[Saved data entries]

——————

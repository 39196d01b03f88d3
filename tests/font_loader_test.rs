//! On-demand font activation against a mock font service.

mod common;

use common::fixtures;
use common::mock_server::STYLESHEET_PATH;
use common::MockFontServer;
use postly::fonts::{FontBook, FontLoader, LoadState};
use pretty_assertions::assert_eq;
use std::time::Duration;
use wiremock::{
    matchers::{method, path, query_param},
    Mock, ResponseTemplate,
};

fn loader_for(server: &MockFontServer) -> FontLoader {
    FontLoader::new(
        reqwest::Client::new(),
        &fixtures::fonts_config(&server.url()),
        FontBook::empty(),
    )
}

#[tokio::test]
async fn test_activation_registers_faces() {
    let server = MockFontServer::start().await;
    server
        .mock_stylesheet("Roboto:wght@400;700", "/fonts/roboto.ttf", 1)
        .await;
    server.mock_font_file("/fonts/roboto.ttf").await;
    let loader = loader_for(&server);

    assert_eq!(loader.state("Roboto"), LoadState::NotRequested);
    assert_eq!(loader.ensure_loaded("Roboto").await, LoadState::Loaded);

    assert!(loader.is_loaded("Roboto"));
    assert_eq!(loader.loaded_families(), vec!["Roboto"]);
    assert!(loader.book().has_family(fixtures::FIXTURE_FAMILY));
}

#[tokio::test]
async fn test_loaded_family_is_not_fetched_again() {
    let server = MockFontServer::start().await;
    server
        .mock_stylesheet("Roboto:wght@400;700", "/fonts/roboto.ttf", 1)
        .await;
    server.mock_font_file("/fonts/roboto.ttf").await;
    let loader = loader_for(&server);

    assert_eq!(loader.ensure_loaded("Roboto").await, LoadState::Loaded);
    assert_eq!(loader.ensure_loaded("Roboto").await, LoadState::Loaded);
    assert_eq!(loader.request("Roboto"), LoadState::Loaded);

    assert_eq!(server.request_count(STYLESHEET_PATH).await, 1);
    assert_eq!(loader.book().face_count(), 1);
}

#[tokio::test]
async fn test_concurrent_requests_share_one_activation() {
    let server = MockFontServer::start().await;
    server
        .mock_stylesheet_delayed(
            "Lato:wght@400;700",
            "/fonts/lato.ttf",
            1,
            Duration::from_millis(200),
        )
        .await;
    server.mock_font_file("/fonts/lato.ttf").await;
    let loader = loader_for(&server);

    let (a, b, c) = tokio::join!(
        loader.ensure_loaded("Lato"),
        loader.ensure_loaded("Lato"),
        loader.ensure_loaded("Lato"),
    );

    assert_eq!([a, b, c], [LoadState::Loaded; 3]);
    assert_eq!(server.request_count(STYLESHEET_PATH).await, 1);
}

#[tokio::test]
async fn test_failed_activation_can_be_retried() {
    let server = MockFontServer::start().await;
    // First request fails, later ones succeed
    server
        .mock_stylesheet_error("Lobster:wght@400;700", 500, 1)
        .await;
    server
        .mock_stylesheet("Lobster:wght@400;700", "/fonts/lobster.ttf", 1)
        .await;
    server.mock_font_file("/fonts/lobster.ttf").await;
    let loader = loader_for(&server);

    assert_eq!(loader.ensure_loaded("Lobster").await, LoadState::Failed);
    assert_eq!(loader.state("Lobster"), LoadState::Failed);
    assert!(loader.loaded_families().is_empty());

    assert_eq!(loader.ensure_loaded("Lobster").await, LoadState::Loaded);
    assert_eq!(server.request_count(STYLESHEET_PATH).await, 2);
}

#[tokio::test]
async fn test_system_font_issues_no_request() {
    let server = MockFontServer::start().await;
    let loader = loader_for(&server);

    assert_eq!(loader.ensure_loaded("Arial").await, LoadState::Loaded);
    assert_eq!(loader.ensure_loaded("Times New Roman").await, LoadState::Loaded);
    assert!(loader.is_loaded("Segoe UI"));

    assert_eq!(server.request_count(STYLESHEET_PATH).await, 0);
}

#[tokio::test]
async fn test_request_publishes_event() {
    let server = MockFontServer::start().await;
    server
        .mock_stylesheet("Poppins:wght@400;700", "/fonts/poppins.ttf", 1)
        .await;
    server.mock_font_file("/fonts/poppins.ttf").await;
    let loader = loader_for(&server);
    let mut events = loader.subscribe();

    assert_eq!(loader.request("Poppins"), LoadState::Loading);
    assert_eq!(loader.state("Poppins"), LoadState::Loading);

    let event = tokio::time::timeout(Duration::from_secs(5), events.recv())
        .await
        .expect("event within timeout")
        .expect("channel open");
    assert_eq!(event.family, "Poppins");
    assert_eq!(event.state, LoadState::Loaded);
    assert!(loader.is_loaded("Poppins"));
}

#[tokio::test]
async fn test_weights_follow_catalog_variants() {
    let server = MockFontServer::start().await;
    server
        .mock_stylesheet("Raleway:wght@300;400;800", "/fonts/raleway.ttf", 1)
        .await;
    server.mock_font_file("/fonts/raleway.ttf").await;
    let loader = loader_for(&server);

    let variants: Vec<String> = ["800", "regular", "300", "300italic"]
        .iter()
        .map(|v| v.to_string())
        .collect();

    assert_eq!(
        loader.ensure_loaded_with("Raleway", &variants).await,
        LoadState::Loaded
    );
}

#[tokio::test]
async fn test_family_with_space_is_encoded() {
    let server = MockFontServer::start().await;
    server
        .mock_stylesheet("Open Sans:wght@400;700", "/fonts/open-sans.ttf", 1)
        .await;
    server.mock_font_file("/fonts/open-sans.ttf").await;
    let loader = loader_for(&server);

    assert_eq!(loader.ensure_loaded("Open Sans").await, LoadState::Loaded);

    let requests = server.server.received_requests().await.unwrap();
    let stylesheet = requests
        .iter()
        .find(|r| r.url.path() == STYLESHEET_PATH)
        .unwrap();
    assert!(stylesheet
        .url
        .as_str()
        .contains("family=Open%20Sans:wght@400;700&display=swap"));
}

#[tokio::test]
async fn test_stylesheet_without_sources_fails() {
    let server = MockFontServer::start().await;
    Mock::given(method("GET"))
        .and(path(STYLESHEET_PATH))
        .and(query_param("family", "Oswald:wght@400;700"))
        .respond_with(ResponseTemplate::new(200).set_body_string("/* nothing */"))
        .mount(&server.server)
        .await;
    let loader = loader_for(&server);

    assert_eq!(loader.ensure_loaded("Oswald").await, LoadState::Failed);
}

#[tokio::test]
async fn test_missing_font_file_fails() {
    let server = MockFontServer::start().await;
    server
        .mock_stylesheet("Nunito:wght@400;700", "/fonts/missing.ttf", 1)
        .await;
    let loader = loader_for(&server);

    assert_eq!(loader.ensure_loaded("Nunito").await, LoadState::Failed);
    assert_eq!(loader.book().face_count(), 0);
}

#[tokio::test]
async fn test_unusable_font_data_fails() {
    let server = MockFontServer::start().await;
    server
        .mock_stylesheet("Ubuntu:wght@400;700", "/fonts/garbage.ttf", 1)
        .await;
    Mock::given(method("GET"))
        .and(path("/fonts/garbage.ttf"))
        .respond_with(ResponseTemplate::new(200).set_body_bytes(b"not a font".to_vec()))
        .mount(&server.server)
        .await;
    let loader = loader_for(&server);

    assert_eq!(loader.ensure_loaded("Ubuntu").await, LoadState::Failed);
}

#[tokio::test]
async fn test_different_families_load_independently() {
    let server = MockFontServer::start().await;
    server
        .mock_stylesheet("Lora:wght@400;700", "/fonts/lora.ttf", 1)
        .await;
    server
        .mock_stylesheet_error("Pacifico:wght@400;700", 404, 1)
        .await;
    server.mock_font_file("/fonts/lora.ttf").await;
    let loader = loader_for(&server);

    let (lora, pacifico) = tokio::join!(loader.ensure_loaded("Lora"), loader.ensure_loaded("Pacifico"));

    assert_eq!(lora, LoadState::Loaded);
    assert_eq!(pacifico, LoadState::Failed);
    assert_eq!(loader.loaded_families(), vec!["Lora"]);
}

——————

_WORK ITEM:_ Give the number of lines in the data that include the string "timeout", please, and nothing else.

_SOLUTION TO THIS TASK:_ 2